Ketukan di pintu kamarnya membuat Ichigo tersadar dari lamunannya. Suara adik perempuannya, Yuzu, berteriak memanggilnya untuk makan malam. Setelah menyahut bahwa ia akan turun lima menit lagi, Ichigo menatap lemari kosong –yang dulu di tempati Rukia—dengan mata sedikit menerawang. Setelah menghela napas panjang, Ichigo merangkak turun dari tempat tidurnya dan berjalan menuju pintu kamarnya.
Jujur. Ia menyukai kebersamaannya bersama Rukia dulu. Karena perasaan yang dulu di sangkalnya, perlahan mulai membuncah keluar tanpa bisa di tahannya lagi.
.
.
.
Hari-hari datang, diam, dan hilang. Lewat satu demi satu.

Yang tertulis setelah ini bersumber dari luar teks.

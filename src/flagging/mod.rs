// This Source Code Form is subject to the terms of the Mozilla Public
// License, v. 2.0. If a copy of the MPL was not distributed with this
// file, You can obtain one at http://mozilla.org/MPL/2.0/.

//! View-based flagging.
//!
//! A view task computes [`ImageView`]s from the current state of the data,
//! [`FlagRule`]s decide which cells of those views are bad, and a
//! [`FlagSetter`] applies the resulting [`FlagCommand`]s to the data. The
//! [`IterativeViewFlagger`] repeats this until the rules are satisfied.

mod error;
mod flagcmd;
mod memory;
mod rules;
mod setter;
mod view;
mod viewflagger;

pub use error::ViewError;
pub use flagcmd::{AxisSelection, FlagCommand};
pub use memory::{StoredViews, ViewStore, ViewStoreRunner};
pub use rules::{make_flag_rules, FlagRule, FlagRuleParams, RuleAxis};
pub use setter::{FlagSetter, FlagdataSetter, FlagdataSetterResults};
pub use view::{ImageView, ResultAxis, ViewResults};
pub use viewflagger::{
    CancelToken, FlaggedView, IterativeViewFlagger, StopReason, ViewFlaggerResults,
};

Setelah melambung di awang-awang setiap malam, dibelai mimpi indah yang rasanya seperti kenyataan namun diempas tanpa ampun begitu mata terbuka, akhirnya kesadaran itu datang.**
Kelopak mata itu terbuka dan menunjukkan kedua bola mata berwarna violet yang tidak bersinar. Sudah seminggu lebih, setelah dirinya di bawa kembali oleh Kapten divisi enam dan Wakil Ketua divisi enam ke Soul society ini untuk menerima eksekusi setelah apa yang dilakukannya di gensei.
Tidak ada kegetiran yang tampak di kedua mata violet itu. Tidak ada isak tangis dalam diam. Karena cukup malam itu dia menangis di hadapan pemuda itu. Kembali kedua mata violet itu menerawang. Melamunkan saat-saat terakhir dirinya berada di dunia –yang seharusnya bukan tempat tinggalnya itu.

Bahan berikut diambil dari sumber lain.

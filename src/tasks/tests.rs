// This Source Code Form is subject to the terms of the Mozilla Public
// License, v. 2.0. If a copy of the MPL was not distributed with this
// file, You can obtain one at http://mozilla.org/MPL/2.0/.

use std::{collections::BTreeSet, path::Path};

use super::*;
use crate::{
    callibrary::{CalFrom, CalTo, CalType},
    constants::MAX_ID_RANGE_LEN,
    context::MergeOutcome,
    qa::{QAScore, QaGate},
    tests::{test_context, test_executor, InMemoryStorage, RecordingRunner},
};

#[derive(Debug, Default)]
struct ProduceResults {
    calapps: CalAppPool,
    jobs: Vec<JobResult>,
    qa: QAScorePool,
}

impl TaskResults for ProduceResults {
    fn task_name(&self) -> &str {
        "produce"
    }

    fn qa(&self) -> &QAScorePool {
        &self.qa
    }

    fn qa_mut(&mut self) -> &mut QAScorePool {
        &mut self.qa
    }

    fn merge_with_context(
        &self,
        context: &mut Context,
        storage: &dyn Storage,
    ) -> Result<(), TaskError> {
        context.accept_calapps(self.calapps.accepted(), storage)?;
        Ok(())
    }
}

/// Pretends to solve for a gain table.
struct Produce {
    table: &'static str,
    score: Option<f64>,
}

impl Produce {
    fn new(table: &'static str) -> Produce {
        Produce { table, score: None }
    }
}

impl Task for Produce {
    type Results = ProduceResults;

    fn name(&self) -> &'static str {
        "produce"
    }

    fn prepare(&mut self, executor: &mut Executor) -> Result<ProduceResults, TaskError> {
        let job = JobRequest::new("gaincal")
            .arg("vis", "a.ms")
            .arg("caltable", self.table);
        let mut results = ProduceResults::default();
        results.jobs.push(executor.execute_job(job)?);
        results.calapps.push(CalApplication::single(
            CalTo::new(Some("a.ms")),
            CalFrom::new(self.table, CalType::Gaincal, vec![], "linear", true),
        ));
        if let Some(score) = self.score {
            results.qa.push(QAScore::new(score, "Made up", "Made up"));
        }
        Ok(results)
    }

    fn analyse(
        &mut self,
        mut results: ProduceResults,
        executor: &mut Executor,
    ) -> Result<ProduceResults, TaskError> {
        results.calapps.verify(executor.storage());
        Ok(results)
    }
}

/// Runs [`Produce`] as a sub-task.
struct Wrapper;

impl Task for Wrapper {
    type Results = ResultsList;

    fn name(&self) -> &'static str {
        "wrapper"
    }

    fn prepare(&mut self, executor: &mut Executor) -> Result<ResultsList, TaskError> {
        let mut list = ResultsList::new("wrapper");
        list.push(executor.execute(&mut Produce::new("inner.tbl"), true)?);
        Ok(list)
    }
}

fn num_applicable(executor: &Executor) -> usize {
    executor
        .context()
        .callibrary
        .get_applicable("a.ms", 17, 0, 0, "BANDPASS")
        .len()
}

#[test]
fn test_execute_merges_results() {
    let (mut executor, runner, _) = test_executor();
    let results = executor.execute(&mut Produce::new("g.tbl"), true).unwrap();
    assert_eq!(runner.job_names(), vec!["gaincal"]);
    assert!(results.jobs[0].executed);
    assert_eq!(results.calapps.accepted().len(), 1);
    assert_eq!(num_applicable(&executor), 1);

    let history = executor.context().history();
    assert_eq!(history.len(), 1);
    assert_eq!(history[0].stage, 1);
    assert_eq!(history[0].task, "produce");
    assert_eq!(history[0].outcome, MergeOutcome::Merged);
    // Nothing scored these results.
    assert_eq!(history[0].representative, QAScore::no_qa());
}

#[test]
fn test_execute_without_merge_leaves_context_alone() {
    let (mut executor, _, _) = test_executor();
    executor.execute(&mut Produce::new("g.tbl"), false).unwrap();
    assert_eq!(num_applicable(&executor), 0);
    assert_eq!(
        executor.context().history()[0].outcome,
        MergeOutcome::NotRequested
    );
}

#[test]
fn test_qa_gate() {
    let (executor, _, _) = test_executor();
    let mut executor = executor.with_gate(QaGate::new(Some(0.5)));

    let mut task = Produce::new("bad.tbl");
    task.score = Some(0.3);
    executor.execute(&mut task, true).unwrap();
    assert_eq!(num_applicable(&executor), 0);
    assert_eq!(
        executor.context().history()[0].outcome,
        MergeOutcome::RejectedByQa
    );

    // The threshold itself is acceptable.
    let mut task = Produce::new("ok.tbl");
    task.score = Some(0.5);
    executor.execute(&mut task, true).unwrap();
    assert_eq!(num_applicable(&executor), 1);
    assert_eq!(executor.context().history()[1].stage, 2);
}

#[test]
fn test_missing_outputs_are_not_merged() {
    let storage = InMemoryStorage::default();
    let mut runner = RecordingRunner::new(storage.clone());
    runner.produce_tables = false;
    let mut executor = Executor::new(test_context(), Box::new(runner), Box::new(storage));

    let results = executor.execute(&mut Produce::new("g.tbl"), true).unwrap();
    assert!(results.calapps.accepted().is_empty());
    assert_eq!(results.calapps.errors().len(), 1);
    assert_eq!(num_applicable(&executor), 0);
}

#[test]
fn test_dry_run() {
    let (executor, runner, storage) = test_executor();
    let mut executor = executor.with_dry_run(true);
    let results = executor.execute(&mut Produce::new("g.tbl"), true).unwrap();

    assert!(runner.jobs.borrow().is_empty());
    assert!(!results.jobs[0].executed);
    assert!(!storage.exists(Path::new("g.tbl")));
    // Outputs are assumed to exist.
    assert_eq!(results.calapps.accepted().len(), 1);
    assert_eq!(num_applicable(&executor), 1);
}

#[test]
fn test_job_failure_propagates() {
    let storage = InMemoryStorage::default();
    let mut runner = RecordingRunner::new(storage.clone());
    runner.fail_task = Some("gaincal".to_string());
    let mut executor = Executor::new(test_context(), Box::new(runner), Box::new(storage));

    let result = executor.execute(&mut Produce::new("g.tbl"), true);
    assert!(matches!(result, Err(TaskError::Job(JobError::Failed { .. }))));
    assert!(executor.context().history().is_empty());
    assert_eq!(num_applicable(&executor), 0);
}

#[test]
fn test_sub_tasks_share_the_stage() {
    let (mut executor, _, _) = test_executor();
    let results = executor.execute(&mut Wrapper, false).unwrap();
    assert_eq!(results.len(), 1);

    let history = executor.context().history();
    assert_eq!(history.len(), 2);
    assert_eq!(history[0].task, "produce");
    assert_eq!(history[0].depth, 1);
    assert_eq!(history[0].outcome, MergeOutcome::Merged);
    assert_eq!(history[1].task, "wrapper");
    assert_eq!(history[1].depth, 0);
    assert!(history.iter().all(|h| h.stage == 1));
    assert_eq!(executor.context().stage(), 1);
    // The sub-task asked to be merged, so its table is available.
    assert_eq!(num_applicable(&executor), 1);
}

#[test]
fn test_job_request_display() {
    let job = JobRequest::new("gaincal")
        .arg("vis", "a.ms")
        .arg("minsnr", 3.0)
        .arg("calwt", true)
        .arg("spw", vec!["17".to_string(), "19".to_string()]);
    assert_eq!(
        job.to_string(),
        "gaincal(vis='a.ms', minsnr=3, calwt=True, spw=['17', '19'])"
    );
    assert_eq!(job.get_str("vis"), Some("a.ms"));
    assert_eq!(job.get_str("minsnr"), None);
}

#[test]
fn test_parse_ids() {
    let ids = parse_ids("spw", "17, 19~21").unwrap();
    assert_eq!(ids, BTreeSet::from([17, 19, 20, 21]));
    assert_eq!(format_ids(&ids), "17,19,20,21");
    assert!(parse_ids("spw", "").unwrap().is_empty());
    assert!(matches!(
        parse_ids("spw", "seventeen"),
        Err(InputsError::Invalid { name: "spw", .. })
    ));
    assert!(parse_ids("spw", "5~3").is_err());

    // Huge ranges are refused rather than expanded.
    assert!(matches!(
        parse_ids("spw", "0~4294967295"),
        Err(InputsError::Invalid { name: "spw", .. })
    ));
    let ids = parse_ids("antenna", &format!("1~{MAX_ID_RANGE_LEN}")).unwrap();
    assert_eq!(ids.len() as u32, MAX_ID_RANGE_LEN);
    assert!(parse_ids("antenna", &format!("0~{MAX_ID_RANGE_LEN}")).is_err());
}

#[test]
fn test_split_csv_and_intents() {
    assert_eq!(split_csv(" a, ,b "), vec!["a", "b"]);
    assert_eq!(strip_intent_wildcards("*BANDPASS*"), "BANDPASS");
}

Kebersamaan terakhir dengan teman-teman cewek sekelasnya. Dan juga pertanyaan terakhir dari salah satu teman sekelasnya.
"Apa Kuchiki-san suka dengan Kurosaki?"
Pertanyaan langsung tanpa basa-basi itu jelas saja membuatnya menyemburkan jus yang diminumnya. Di saat yang lain sibuk dengan argumen mereka bahwa kedekatannya bersama Ichigo terlihat seperti pasangan. Di dalam sana Rukia sedang mati-matian berusaha bersikap wajar agar tidak membuat mereka semakin curiga.
Dan dengan sikap tenang, sederet kalimat itu keluar dari mulutnya, "—Kurosaki-kun… hanya teman biasa, kok!" diakhiri dengan senyum.

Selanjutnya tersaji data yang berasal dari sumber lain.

// This Source Code Form is subject to the terms of the Mozilla Public
// License, v. 2.0. If a copy of the MPL was not distributed with this
// file, You can obtain one at http://mozilla.org/MPL/2.0/.

/*!
Building blocks for interferometric data reduction pipelines: a calibration
library that resolves which tables apply to which data, a task execution
template with QA-gated merging into a shared context, a registry of QA
handlers, and an iterative view flagger.
 */

pub mod callibrary;
pub mod caltable;
mod cli;
pub mod constants;
pub mod context;
pub mod domain;
pub mod flagging;
pub mod qa;
pub mod stages;
pub mod storage;
pub mod tasks;

#[cfg(test)]
mod tests;

// Re-exports.
pub use callibrary::{CalApplication, CalFrom, CalLibrary, CalTo, CalType, OverridePolicy};
pub use cli::{Calpipe, CalpipeError};
pub use context::Context;
pub use tasks::{Executor, Task, TaskResults};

Apa benar begitu? Apa itu yang seharusnya di katakannya? Kenapa lidahnya terasa kelu setelah mengatakan itu? Apa benar ini yang diinginkannya? Membohongi kata hatinya.
Sadar bahwa dirinya tidak boleh terlalu terikat lama dengan dunia –yang bukan tempatnya— ini, dipacunya langkah kakinya menjadi setengah berlari untuk menyusul pemuda berambut orange yang sudah lebih dulu berjalan menuju gerbang sekolah.
"Ichigo…!"
Teriakan yang familiar itu jelas menghentikan langkah sosok pemuda yang sedikit lagi akan mencapai pintu gerbang sekolahnya. Sambil membalikkan tubuhnya, Ichigo menatap cewek mungil yang menghampirinya itu dengan langkah setengah berlari.
"Ada apa? Ada hollow?" tanya Ichigo. Karena biasanya kalau cewek ini menghampirinya berarti ada hawa kehadiran hollow.
Rukia menghela napas panjang-panjang dan menghembuskannya kuat-kuat. Kemudian mendongakkan kepalanya. Mendadak Rukia merasa lidahnya terasa kelu untuk mengatakan sesuatu pada pemuda di hadapannya ini. Ditundukkan kepalanya dari tatapan pemuda berambut orange itu. Membuat kedua kening Ichigo mengerut heran dan bingung.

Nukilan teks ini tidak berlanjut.